What needs to be done >> What you write should be an exact copy of the material, from its first line through the line containing "pub async fn connect_postgres(url: &str)".

┌─ Input data

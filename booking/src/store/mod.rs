//! Storage backends: Postgres for authoritative rows, Redis for advisory
//! seat locks with TTL.

use std::time::Duration;

use log::info;
use sqlx::postgres::PgPoolOptions;
use sqlx::PgPool;

use crate::domain::DomainError;

mod flight_repo;
mod order_repo;
mod seat_lock_repo;

pub use flight_repo::FlightRepo;
pub use order_repo::OrderRepo;
pub use seat_lock_repo::SeatLockRepo;

/// Errors surfaced by the repositories. `Domain` failures are business-rule
/// violations and never retryable; the rest are infrastructure trouble that
/// activity retry policies are allowed to absorb.
#[derive(Debug, thiserror::Error)]
pub enum StoreError {
    #[error(transparent)]
    Domain(#[from] DomainError),

    #[error("database error: {0}")]
    Database(#[from] sqlx::Error),

    #[error("lock store error: {0}")]
    Redis(#[from] redis::RedisError),
}

impl StoreError {
    /// True when retrying the same call cannot succeed.
    pub fn is_terminal(&self) -> bool {
        matches!(self, StoreError::Domain(_))
    }
}

/// Open the Postgres pool and verify connectivity.
pub async fn connect_postgres(url: &str) -> Result<PgPool, StoreError> {
    let pool = PgPoolOptions::new()
        .max_connections(25)
        .min_connections(5)
        .acquire_timeout(Duration::from_secs(5))
        .connect(url)
        .await?;

    sqlx::query("SELECT 1").execute(&pool).await?;
    info!("connected to Postgres");
    Ok(pool)
}

/// Open the Redis client and verify connectivity with a PING.
pub async fn connect_redis(url: &str) -> Result<redis::Client, StoreError> {
    let client = redis::Client::open(url)?;
    let mut conn = client.get_multiplexed_async_connection().await?;
    let _pong: String = redis::cmd("PING").query_async(&mut conn).await?;
    info!("connected to Redis");
    Ok(client)
}
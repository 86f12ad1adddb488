//! Shared Temporal plumbing used by the booking worker and client binaries.

use std::str::FromStr;

use anyhow::Context;
use temporal_client::{Client, RetryClient};
use temporal_sdk::sdk_client_options;
use temporal_sdk_core::Url;

/// Connect to the Temporal server at `address` (e.g. `http://localhost:7233`)
/// inside `namespace`.
///
/// Connect returns a `RetryClient<Client>` which automatically retries
/// transient failures, so callers never wrap it again.
pub async fn get_client(address: &str, namespace: &str) -> Result<RetryClient<Client>, anyhow::Error> {
    let opts = sdk_client_options(Url::from_str(address)?)
        .build()
        .context("failed building Temporal client options")?;

    let client = opts
        .connect(namespace, None)
        .await
        .with_context(|| format!("failed connecting to Temporal server at {address}"))?;

    Ok(client)
}

mod parse_activity_result;

pub use parse_activity_result::parse_activity_result;
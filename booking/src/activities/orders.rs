//! Order-row activities: thin wrappers over the order store, plus the
//! confirmation step that books seats and settles the flight counter.

use chrono::{DateTime, Duration as ChronoDuration, Utc};
use log::{info, warn};
use serde::{Deserialize, Serialize};
use temporal_sdk::{ActContext, ActivityError};

use crate::domain::{Order, OrderStatus};

use super::{shared, store_error};

#[derive(Debug, Clone, Serialize, Deserialize)]
#[serde(rename_all = "camelCase")]
pub struct CreateOrderInput {
    pub order_id: String,
    pub flight_id: String,
    pub workflow_id: String,
    pub seats: Vec<String>,
    pub hold_seconds: u64,
}

#[derive(Debug, Clone, Serialize, Deserialize)]
#[serde(rename_all = "camelCase")]
pub struct CreateOrderOutput {
    pub expires_at: DateTime<Utc>,
}

/// Insert the order row in `SEATS_RESERVED`, pricing it off the flight's unit
/// price. The expiry deadline is computed here (wall time lives in
/// activities, never in the workflow) and handed back so the workflow state
/// matches the row exactly.
pub async fn create_order(
    _ctx: ActContext,
    input: CreateOrderInput,
) -> Result<CreateOrderOutput, ActivityError> {
    let a = shared();

    let flight = a
        .flights
        .find_by_id(&input.flight_id)
        .await
        .map_err(store_error)?;
    let total_price_cents = flight.price_cents * input.seats.len() as i64;
    let expires_at = Utc::now() + ChronoDuration::seconds(input.hold_seconds as i64);

    let now = Utc::now();
    let order = Order {
        id: input.order_id.clone(),
        flight_id: input.flight_id.clone(),
        workflow_id: input.workflow_id.clone(),
        status: OrderStatus::SeatsReserved,
        seats: input.seats.clone(),
        total_price_cents,
        expires_at: Some(expires_at),
        confirmed_at: None,
        failure_reason: None,
        payment_attempts: 0,
        created_at: now,
        updated_at: now,
    };
    a.orders.create(&order).await.map_err(store_error)?;

    // A re-executed create hits ON CONFLICT DO NOTHING; report the deadline
    // that actually stuck.
    let row = a
        .orders
        .find_by_id(&input.order_id)
        .await
        .map_err(store_error)?;

    info!("created order {} on flight {}", input.order_id, input.flight_id);
    Ok(CreateOrderOutput {
        expires_at: row.expires_at.unwrap_or(expires_at),
    })
}

#[derive(Debug, Clone, Serialize, Deserialize)]
#[serde(rename_all = "camelCase")]
pub struct UpdateOrderSeatsInput {
    pub order_id: String,
    pub seats: Vec<String>,
    pub hold_seconds: u64,
}

#[derive(Debug, Clone, Serialize, Deserialize)]
#[serde(rename_all = "camelCase")]
pub struct UpdateOrderSeatsOutput {
    pub expires_at: DateTime<Utc>,
}

/// Replace the persisted seat list and push the deadline out by a full hold.
pub async fn update_order_seats(
    _ctx: ActContext,
    input: UpdateOrderSeatsInput,
) -> Result<UpdateOrderSeatsOutput, ActivityError> {
    let a = shared();
    let expires_at = Utc::now() + ChronoDuration::seconds(input.hold_seconds as i64);
    a.orders
        .update_seats(&input.order_id, &input.seats, expires_at)
        .await
        .map_err(store_error)?;
    Ok(UpdateOrderSeatsOutput { expires_at })
}

#[derive(Debug, Clone, Serialize, Deserialize)]
#[serde(rename_all = "camelCase")]
pub struct UpdateOrderStatusInput {
    pub order_id: String,
    pub status: OrderStatus,
}

pub async fn update_order_status(
    _ctx: ActContext,
    input: UpdateOrderStatusInput,
) -> Result<(), ActivityError> {
    let a = shared();
    a.orders
        .update_status(&input.order_id, input.status)
        .await
        .map_err(store_error)
}

#[derive(Debug, Clone, Serialize, Deserialize)]
#[serde(rename_all = "camelCase")]
pub struct RecordPaymentAttemptInput {
    pub order_id: String,
    pub attempt: i32,
    #[serde(skip_serializing_if = "Option::is_none")]
    pub last_error: Option<String>,
}

/// Persist payment progress so the status projection can show
/// "attempt N of M" while the retry loop runs.
pub async fn record_payment_attempt(
    _ctx: ActContext,
    input: RecordPaymentAttemptInput,
) -> Result<(), ActivityError> {
    let a = shared();
    a.orders
        .update_payment_progress(&input.order_id, input.attempt, input.last_error.as_deref())
        .await
        .map_err(store_error)
}

#[derive(Debug, Clone, Serialize, Deserialize)]
#[serde(rename_all = "camelCase")]
pub struct ConfirmOrderInput {
    pub order_id: String,
    pub flight_id: String,
    pub seats: Vec<String>,
}

/// Confirm the order, book its seat rows (and settle the availability
/// counter in the same transaction), then drop the now-redundant lock
/// entries. A lingering lock after a release failure is repaired by the
/// reconciler within one sweep.
pub async fn confirm_order(
    _ctx: ActContext,
    input: ConfirmOrderInput,
) -> Result<(), ActivityError> {
    let a = shared();

    a.orders.confirm(&input.order_id).await.map_err(store_error)?;

    a.flights
        .book_seats(&input.flight_id, &input.seats, &input.order_id)
        .await
        .map_err(store_error)?;

    if let Err(err) = a
        .seat_locks
        .release_locks(&input.flight_id, &input.seats, &input.order_id)
        .await
    {
        warn!(
            "failed to release locks after confirming order {}: {err}",
            input.order_id
        );
    }

    info!("confirmed order {} with seats {:?}", input.order_id, input.seats);
    Ok(())
}

#[derive(Debug, Clone, Serialize, Deserialize)]
#[serde(rename_all = "camelCase")]
pub struct FailOrderInput {
    pub order_id: String,
    pub reason: String,
}

pub async fn fail_order(_ctx: ActContext, input: FailOrderInput) -> Result<(), ActivityError> {
    let a = shared();
    a.orders
        .fail(&input.order_id, &input.reason)
        .await
        .map_err(store_error)
}

#[derive(Debug, Clone, Serialize, Deserialize)]
#[serde(rename_all = "camelCase")]
pub struct ExpireOrderInput {
    pub order_id: String,
}

pub async fn expire_order(_ctx: ActContext, input: ExpireOrderInput) -> Result<(), ActivityError> {
    let a = shared();
    a.orders.expire(&input.order_id).await.map_err(store_error)
}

└─

Written answer >>
filename booking/src/store/mod.rs
//! Storage backends: Postgres for authoritative rows, Redis for advisory
//! seat locks with TTL.

use std::time::Duration;

use log::info;
use sqlx::postgres::PgPoolOptions;
use sqlx::PgPool;

use crate::domain::DomainError;

mod flight_repo;
mod order_repo;
mod seat_lock_repo;

pub use flight_repo::FlightRepo;
pub use order_repo::OrderRepo;
pub use seat_lock_repo::SeatLockRepo;

/// Errors surfaced by the repositories. `Domain` failures are business-rule
/// violations and never retryable; the rest are infrastructure trouble that
/// activity retry policies are allowed to absorb.
#[derive(Debug, thiserror::Error)]
pub enum StoreError {
    #[error(transparent)]
    Domain(#[from] DomainError),

    #[error("database error: {0}")]
    Database(#[from] sqlx::Error),

    #[error("lock store error: {0}")]
    Redis(#[from] redis::RedisError),
}

impl StoreError {
    /// True when retrying the same call cannot succeed.
    pub fn is_terminal(&self) -> bool {
        matches!(self, StoreError::Domain(_))
    }
}

/// Open the Postgres pool and verify connectivity.
pub async fn connect_postgres(url: &str) -> Result<PgPool, StoreError> {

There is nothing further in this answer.